Les rapports entre la loi sur les placements collectifs de capitaux (LPCC) et la loi sur le blanchiment d’argent (LBA) sont complexes. Les directions de fonds sont soumises à la LBA, « …pour autant qu’elles gèrent des comptes de parts ou quelles offrent ou distribuent elles-mêmes des parts de placement collectif » (art. 2 al. 2 lit. b LBA). Cela alors même qu’en pratique elles délèguent systématiquement leurs obligations en matière de lutte anti-blanchiment d’argent à la banque dépositaire. Les véhicules de placement collectif nouvellement introduits par la LPCC – soit les sociétés d’investissement à capital variable (SICAV), les sociétés d’investissement à capital fixe (SICAF) et les sociétés en commandite de placement collectifs – sont également assujettis à la LBA, aux mêmes conditions (art. 2 al. 2 lit. b bis LBA). Enfin, la situation des gestionnaires de placements collectifs au regard de la LBA est encore plus alambiquée : ils tombent dans le champ d’application de la LBA s’ils remplissent la condition supplémentaire d’être assujettis à la LPCC. Si par contre ils gèrent des placements collectifs étrangers soumis à une surveillance équivalente à celle de la Suisse, sans pour autant devoir faire eux-mêmes l’objet d’une surveillance prudentielle en vertu du droit étranger (ce qui sera par exemple le cas d’un fonds non OPCVM ou dit « Partie II » de la loi luxembourgeoise), les gestionnaires de fortune sortent du champ d’application de la LPCC et échappent complètement à la LBA en vertu de l’art. 2 al. 4 lit. d LBA. Seuls les gestionnaires de placements collectifs étrangers non soumis à une surveillance équivalente sont donc considérés comme des intermédiaires financiers au sens de la LBA. Ils doivent alors s’affilier auprès d’un organisme d’auto-régulation (OAR) ou se soumettre à la surveillance directe de l’Autorité de contrôle.

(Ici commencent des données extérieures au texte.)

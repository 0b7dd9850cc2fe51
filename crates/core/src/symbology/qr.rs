//! QR placeholder.
//!
//! A 7x7 grid whose inner 5x5 ring (rows and columns 1..=5, on the edge of
//! that range) is filled, with a "QR" caption stamped in the middle. It
//! only marks where a QR symbol would go; it cannot be scanned.

/// The fixed QR stand-in pattern.
#[derive(Debug, Clone, Copy, PartialEq, Eq, Default)]
pub struct QrPlaceholder;

impl QrPlaceholder {
    /// Cells per side of the grid.
    pub const GRID: usize = 7;

    /// Text stamped at the center of the placeholder.
    pub const LABEL: &'static str = "QR";

    /// Whether the cell at `(col, row)` is filled.
    pub fn is_filled(col: usize, row: usize) -> bool {
        let inner = 1..=5;
        if !inner.contains(&col) || !inner.contains(&row) {
            return false;
        }
        col == 1 || col == 5 || row == 1 || row == 5
    }

    /// All filled cells as `(col, row)`, column-major.
    pub fn filled_cells() -> impl Iterator<Item = (usize, usize)> {
        (0..Self::GRID)
            .flat_map(|col| (0..Self::GRID).map(move |row| (col, row)))
            .filter(|&(col, row)| Self::is_filled(col, row))
    }
}

#[cfg(test)]
mod tests {
    use super::*;

    #[test]
    fn ring_has_sixteen_cells() {
        assert_eq!(QrPlaceholder::filled_cells().count(), 16);
    }

    #[test]
    fn outer_border_and_center_are_empty() {
        for i in 0..QrPlaceholder::GRID {
            assert!(!QrPlaceholder::is_filled(0, i));
            assert!(!QrPlaceholder::is_filled(6, i));
            assert!(!QrPlaceholder::is_filled(i, 0));
            assert!(!QrPlaceholder::is_filled(i, 6));
        }
        assert!(!QrPlaceholder::is_filled(3, 3));
        assert!(!QrPlaceholder::is_filled(2, 4));
        assert!(QrPlaceholder::is_filled(1, 1));
        assert!(QrPlaceholder::is_filled(5, 3));
    }
}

Dans son projet de modification de l’ordonnance CFB sur le blanchiment d’argent mise en audition en juillet 2007, la CFB propose opportunément de n’assujettir les directions de fonds et les SICAV que dans la mesure où les obligations découlant de la LBA ne sont pas assumées par la banque dépositaire. Dans le cas de figure, tout à fait exceptionnel, où la banque dépositaire ne se chargerait pas de ces tâches, les directions de fonds et les SICAV se verraient soumises à la surveillance directe de la CFB en matière de lutte anti-blanchiment. Logiquement, pour les mêmes motifs de cohérence liés à une surveillance unique, les SICAF, les sociétés en commandite de placement collectif et les gestionnaires de fortune au sens de la LPCC sont également surveillés directement par la CFB.
Les SICAF ne sont cependant assujetties à la LPCC qu’à certaines conditions. Ainsi, elles échappent à la LPCC dans la mesure où elles revêtent la forme d’une société anonyme et sont soit cotées à une bourse suisse, soit ouvertes qu’à des investisseurs qualifiés. Dans ce dernier cas, elles doivent avoir des actions nominatives et mandater un organe de révision reconnu par la CFB pour attester chaque année qu’elles remplissent ces conditions. L’Autorité de contrôle vient donc de confirmer que ces sociétés d’investissement, bien qu’échappant au champ d’application de la LPCC, demeurent pleinement assujetties à la LBA. Elles devront donc, d’ici au 28 février 2008 au plus tard, pouvoir attester de leur qualité de membre d’un OAR reconnu, réactiver leur dossier pendant auprès de l’Autorité de contrôle ou confirmer leur qualité de membre de la Swiss Association of Investment Companies (SAIC) et leur engagement de devenir membre de l’OAR de cette association. Comme indiqué ci-dessus, les sociétés d’investissement qui entrent dans le champ de la LPCC sont quant à elles des intermédiaires financiers soumis à la surveillance anti-blanchiment directe de la CFB. Il en va différemment des sociétés holding qui ne sont pas considérées comme des intermédiaires financiers et ne tombent par conséquent pas dans le champ de la LBA.
La fusion prochaine de l’Autorité de contrôle et de la CFB dans le cadre de la FINMA ne simplifiera pas forcément beaucoup les choses, dès lors que les OAR continueront d’exister parallèlement à la FINMA. En raison de la délégation systématique de leurs devoirs de diligence, l’assujettissement à la LBA de plusieurs acteurs de la LPCC, tels les directions de fonds, les SICAV et les gestionnaires de placements collectifs ouverts de droit suisse n’entraîne cependant que peu de conséquences pratiques. Si l’on ajoute à cela le fait que les banques dépositaires des placements collectifs échappent généralement à l’obligation d’identifier les ayants-droit économiques en raison du fait que les investisseurs souscrivent aux fonds via leur propre banque (c’est-à-dire un établissement surveillé agissant comme nominee), on s’aperçoit que la complexité théorique du système est souvent inversement proportionnelle à sa simplicité pratique.